### THE TASK
Count every line in the data below that includes "others", and give only the result.

### THE INPUT
---*---

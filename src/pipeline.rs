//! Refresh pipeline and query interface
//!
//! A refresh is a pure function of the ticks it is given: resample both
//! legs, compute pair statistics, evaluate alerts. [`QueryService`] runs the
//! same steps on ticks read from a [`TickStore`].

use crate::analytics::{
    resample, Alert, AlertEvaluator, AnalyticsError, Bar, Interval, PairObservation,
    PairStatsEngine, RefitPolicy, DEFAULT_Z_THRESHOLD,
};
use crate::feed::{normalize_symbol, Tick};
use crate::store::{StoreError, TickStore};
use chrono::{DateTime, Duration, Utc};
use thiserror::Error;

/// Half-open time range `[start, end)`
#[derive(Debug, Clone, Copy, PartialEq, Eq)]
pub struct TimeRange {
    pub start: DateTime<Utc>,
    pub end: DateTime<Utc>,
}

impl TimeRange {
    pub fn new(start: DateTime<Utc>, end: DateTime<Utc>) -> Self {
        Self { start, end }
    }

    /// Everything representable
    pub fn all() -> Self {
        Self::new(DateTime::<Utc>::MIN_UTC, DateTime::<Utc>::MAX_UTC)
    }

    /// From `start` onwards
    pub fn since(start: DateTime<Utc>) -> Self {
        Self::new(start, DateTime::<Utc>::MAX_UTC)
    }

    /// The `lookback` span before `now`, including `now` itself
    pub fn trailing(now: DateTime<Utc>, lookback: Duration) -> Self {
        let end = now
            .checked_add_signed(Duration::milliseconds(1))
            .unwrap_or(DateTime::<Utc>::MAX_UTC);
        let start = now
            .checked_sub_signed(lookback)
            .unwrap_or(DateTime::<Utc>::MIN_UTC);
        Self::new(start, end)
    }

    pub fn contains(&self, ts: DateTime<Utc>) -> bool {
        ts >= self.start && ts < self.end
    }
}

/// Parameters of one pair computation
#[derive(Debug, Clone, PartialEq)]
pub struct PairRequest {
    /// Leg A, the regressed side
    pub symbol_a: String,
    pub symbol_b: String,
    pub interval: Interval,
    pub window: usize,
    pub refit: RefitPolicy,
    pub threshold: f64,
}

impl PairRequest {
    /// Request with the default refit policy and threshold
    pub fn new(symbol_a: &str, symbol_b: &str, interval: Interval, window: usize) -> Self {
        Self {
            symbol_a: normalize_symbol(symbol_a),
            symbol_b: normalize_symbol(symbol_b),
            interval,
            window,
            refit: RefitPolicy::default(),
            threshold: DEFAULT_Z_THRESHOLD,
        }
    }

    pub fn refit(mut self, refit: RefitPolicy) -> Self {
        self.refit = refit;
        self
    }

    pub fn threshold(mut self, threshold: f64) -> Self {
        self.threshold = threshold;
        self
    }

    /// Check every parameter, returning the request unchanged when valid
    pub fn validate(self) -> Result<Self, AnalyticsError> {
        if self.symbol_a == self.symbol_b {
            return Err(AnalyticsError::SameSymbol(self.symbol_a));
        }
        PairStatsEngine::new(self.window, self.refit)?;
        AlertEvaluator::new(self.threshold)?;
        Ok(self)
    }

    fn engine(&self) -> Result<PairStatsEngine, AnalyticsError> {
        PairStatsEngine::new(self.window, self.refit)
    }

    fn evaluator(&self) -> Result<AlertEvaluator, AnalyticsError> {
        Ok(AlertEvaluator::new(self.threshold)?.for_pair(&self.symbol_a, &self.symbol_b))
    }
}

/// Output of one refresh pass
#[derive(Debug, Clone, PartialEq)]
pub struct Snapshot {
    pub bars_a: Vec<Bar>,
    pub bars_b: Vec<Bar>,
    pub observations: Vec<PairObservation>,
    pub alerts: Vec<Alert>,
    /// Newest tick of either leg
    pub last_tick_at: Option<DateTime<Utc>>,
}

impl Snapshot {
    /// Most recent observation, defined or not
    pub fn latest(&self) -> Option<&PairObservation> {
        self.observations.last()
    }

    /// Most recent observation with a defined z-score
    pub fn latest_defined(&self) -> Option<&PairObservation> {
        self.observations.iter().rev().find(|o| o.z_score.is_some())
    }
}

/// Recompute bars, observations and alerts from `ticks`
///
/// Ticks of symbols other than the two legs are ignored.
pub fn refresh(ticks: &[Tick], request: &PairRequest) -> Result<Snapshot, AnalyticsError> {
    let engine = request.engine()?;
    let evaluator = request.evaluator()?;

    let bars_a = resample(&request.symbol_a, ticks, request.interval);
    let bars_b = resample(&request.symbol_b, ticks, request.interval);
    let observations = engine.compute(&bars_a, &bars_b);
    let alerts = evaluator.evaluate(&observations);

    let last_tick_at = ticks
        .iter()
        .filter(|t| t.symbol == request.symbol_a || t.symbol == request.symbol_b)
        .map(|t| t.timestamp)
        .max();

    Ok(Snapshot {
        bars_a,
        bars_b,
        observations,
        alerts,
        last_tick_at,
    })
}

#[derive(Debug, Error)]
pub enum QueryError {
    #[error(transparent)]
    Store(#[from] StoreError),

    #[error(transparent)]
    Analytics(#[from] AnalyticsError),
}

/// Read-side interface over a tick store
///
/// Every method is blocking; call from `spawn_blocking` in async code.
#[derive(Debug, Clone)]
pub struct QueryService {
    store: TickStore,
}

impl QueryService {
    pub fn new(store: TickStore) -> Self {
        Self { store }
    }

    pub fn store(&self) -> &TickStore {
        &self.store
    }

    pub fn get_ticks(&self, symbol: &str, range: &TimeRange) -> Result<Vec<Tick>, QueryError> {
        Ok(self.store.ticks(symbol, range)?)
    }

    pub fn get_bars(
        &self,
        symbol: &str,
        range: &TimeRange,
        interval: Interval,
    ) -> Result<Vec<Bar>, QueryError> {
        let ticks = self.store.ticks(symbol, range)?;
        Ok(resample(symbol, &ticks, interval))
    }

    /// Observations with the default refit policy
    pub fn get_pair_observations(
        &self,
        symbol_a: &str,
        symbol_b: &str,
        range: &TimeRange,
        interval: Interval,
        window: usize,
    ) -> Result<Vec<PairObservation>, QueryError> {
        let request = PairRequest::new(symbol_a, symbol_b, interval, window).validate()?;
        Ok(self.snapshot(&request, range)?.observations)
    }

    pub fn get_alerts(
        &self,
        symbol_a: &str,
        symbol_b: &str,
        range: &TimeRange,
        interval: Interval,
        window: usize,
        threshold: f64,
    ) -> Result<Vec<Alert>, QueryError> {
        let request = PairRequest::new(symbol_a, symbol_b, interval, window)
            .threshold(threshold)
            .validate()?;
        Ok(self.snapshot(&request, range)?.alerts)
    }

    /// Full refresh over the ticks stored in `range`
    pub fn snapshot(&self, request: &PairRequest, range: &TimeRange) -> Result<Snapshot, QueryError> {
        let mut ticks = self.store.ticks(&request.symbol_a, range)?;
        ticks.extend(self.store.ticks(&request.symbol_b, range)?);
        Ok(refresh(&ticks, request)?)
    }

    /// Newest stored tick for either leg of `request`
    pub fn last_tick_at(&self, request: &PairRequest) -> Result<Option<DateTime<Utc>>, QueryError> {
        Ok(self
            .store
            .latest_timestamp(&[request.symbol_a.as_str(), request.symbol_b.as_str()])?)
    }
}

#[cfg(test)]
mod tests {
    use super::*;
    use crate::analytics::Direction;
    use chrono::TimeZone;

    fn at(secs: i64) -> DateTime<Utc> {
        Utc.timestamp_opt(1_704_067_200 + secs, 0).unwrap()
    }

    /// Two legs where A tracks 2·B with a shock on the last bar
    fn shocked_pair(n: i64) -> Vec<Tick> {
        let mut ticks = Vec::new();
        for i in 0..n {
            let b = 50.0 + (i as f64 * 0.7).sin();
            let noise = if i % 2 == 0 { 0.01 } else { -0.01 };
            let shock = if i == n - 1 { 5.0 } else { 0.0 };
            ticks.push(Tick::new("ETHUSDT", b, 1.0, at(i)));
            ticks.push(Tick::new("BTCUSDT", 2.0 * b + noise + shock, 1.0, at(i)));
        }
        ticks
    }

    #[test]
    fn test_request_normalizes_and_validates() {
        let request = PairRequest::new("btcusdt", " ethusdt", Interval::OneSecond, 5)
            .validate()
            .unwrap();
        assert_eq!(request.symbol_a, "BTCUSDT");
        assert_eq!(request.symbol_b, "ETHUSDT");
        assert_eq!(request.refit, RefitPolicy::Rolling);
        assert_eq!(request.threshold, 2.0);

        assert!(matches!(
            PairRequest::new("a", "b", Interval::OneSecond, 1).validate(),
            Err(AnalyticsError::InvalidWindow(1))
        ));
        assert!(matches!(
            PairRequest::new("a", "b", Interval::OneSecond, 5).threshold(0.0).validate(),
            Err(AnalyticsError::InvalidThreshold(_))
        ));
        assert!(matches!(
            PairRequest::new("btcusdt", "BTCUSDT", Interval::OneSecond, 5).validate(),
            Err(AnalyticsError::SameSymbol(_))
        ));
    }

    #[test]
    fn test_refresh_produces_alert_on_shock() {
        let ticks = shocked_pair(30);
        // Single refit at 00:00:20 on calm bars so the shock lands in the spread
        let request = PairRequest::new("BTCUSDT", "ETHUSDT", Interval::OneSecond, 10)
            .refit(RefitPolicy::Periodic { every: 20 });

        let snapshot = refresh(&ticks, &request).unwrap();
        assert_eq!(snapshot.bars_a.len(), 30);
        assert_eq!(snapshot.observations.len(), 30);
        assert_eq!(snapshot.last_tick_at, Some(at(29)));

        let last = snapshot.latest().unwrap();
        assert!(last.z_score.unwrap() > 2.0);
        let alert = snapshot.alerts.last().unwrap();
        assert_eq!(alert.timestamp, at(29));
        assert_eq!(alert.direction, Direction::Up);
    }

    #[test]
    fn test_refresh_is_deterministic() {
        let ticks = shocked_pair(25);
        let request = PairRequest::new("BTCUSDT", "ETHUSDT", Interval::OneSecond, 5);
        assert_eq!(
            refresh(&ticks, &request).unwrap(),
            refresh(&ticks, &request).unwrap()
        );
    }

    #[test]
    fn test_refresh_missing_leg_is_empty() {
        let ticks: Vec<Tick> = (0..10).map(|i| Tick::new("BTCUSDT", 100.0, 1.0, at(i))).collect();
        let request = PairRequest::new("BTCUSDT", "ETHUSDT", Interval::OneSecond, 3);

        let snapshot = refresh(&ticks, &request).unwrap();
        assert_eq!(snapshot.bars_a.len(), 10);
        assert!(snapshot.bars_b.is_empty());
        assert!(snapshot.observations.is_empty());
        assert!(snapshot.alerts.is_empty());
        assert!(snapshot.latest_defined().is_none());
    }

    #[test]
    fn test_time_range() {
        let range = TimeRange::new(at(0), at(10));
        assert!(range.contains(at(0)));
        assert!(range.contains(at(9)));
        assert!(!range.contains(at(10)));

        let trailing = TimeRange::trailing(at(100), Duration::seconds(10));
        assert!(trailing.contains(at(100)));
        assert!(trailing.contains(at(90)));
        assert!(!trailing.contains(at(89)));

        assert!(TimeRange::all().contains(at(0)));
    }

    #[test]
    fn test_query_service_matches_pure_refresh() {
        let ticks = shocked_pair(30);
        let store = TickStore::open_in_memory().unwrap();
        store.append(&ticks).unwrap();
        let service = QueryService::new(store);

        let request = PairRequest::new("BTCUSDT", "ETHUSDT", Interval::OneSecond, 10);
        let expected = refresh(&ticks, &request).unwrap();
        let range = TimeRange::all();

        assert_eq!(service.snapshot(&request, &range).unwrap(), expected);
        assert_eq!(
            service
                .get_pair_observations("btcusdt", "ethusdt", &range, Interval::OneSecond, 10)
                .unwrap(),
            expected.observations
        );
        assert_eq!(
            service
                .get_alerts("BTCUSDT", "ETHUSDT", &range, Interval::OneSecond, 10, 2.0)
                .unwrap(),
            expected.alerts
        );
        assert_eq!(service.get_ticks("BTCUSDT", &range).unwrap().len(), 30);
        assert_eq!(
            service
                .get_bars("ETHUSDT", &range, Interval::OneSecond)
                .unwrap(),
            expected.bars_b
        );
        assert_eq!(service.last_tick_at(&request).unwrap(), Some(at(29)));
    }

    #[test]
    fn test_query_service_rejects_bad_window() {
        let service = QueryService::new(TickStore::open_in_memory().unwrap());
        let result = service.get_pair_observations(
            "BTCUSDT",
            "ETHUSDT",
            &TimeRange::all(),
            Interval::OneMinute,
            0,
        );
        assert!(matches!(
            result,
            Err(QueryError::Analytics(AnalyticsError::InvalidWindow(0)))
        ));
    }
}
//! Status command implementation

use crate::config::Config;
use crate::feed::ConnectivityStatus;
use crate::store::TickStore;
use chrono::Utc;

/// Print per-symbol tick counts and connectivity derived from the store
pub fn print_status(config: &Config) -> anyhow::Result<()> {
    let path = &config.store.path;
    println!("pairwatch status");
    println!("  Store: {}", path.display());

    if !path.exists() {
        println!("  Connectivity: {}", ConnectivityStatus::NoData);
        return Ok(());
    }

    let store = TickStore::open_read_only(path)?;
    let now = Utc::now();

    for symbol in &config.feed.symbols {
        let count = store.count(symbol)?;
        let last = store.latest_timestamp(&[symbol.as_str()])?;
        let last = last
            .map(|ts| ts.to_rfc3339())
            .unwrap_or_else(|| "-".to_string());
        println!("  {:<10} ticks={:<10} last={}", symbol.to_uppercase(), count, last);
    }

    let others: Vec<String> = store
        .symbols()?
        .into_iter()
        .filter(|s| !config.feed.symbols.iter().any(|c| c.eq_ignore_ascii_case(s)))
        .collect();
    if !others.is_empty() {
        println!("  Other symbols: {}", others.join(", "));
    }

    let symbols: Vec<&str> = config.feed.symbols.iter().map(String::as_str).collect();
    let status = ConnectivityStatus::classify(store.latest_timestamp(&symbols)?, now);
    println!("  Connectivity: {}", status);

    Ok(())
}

---*---

### EXERCISE RESPONSE
3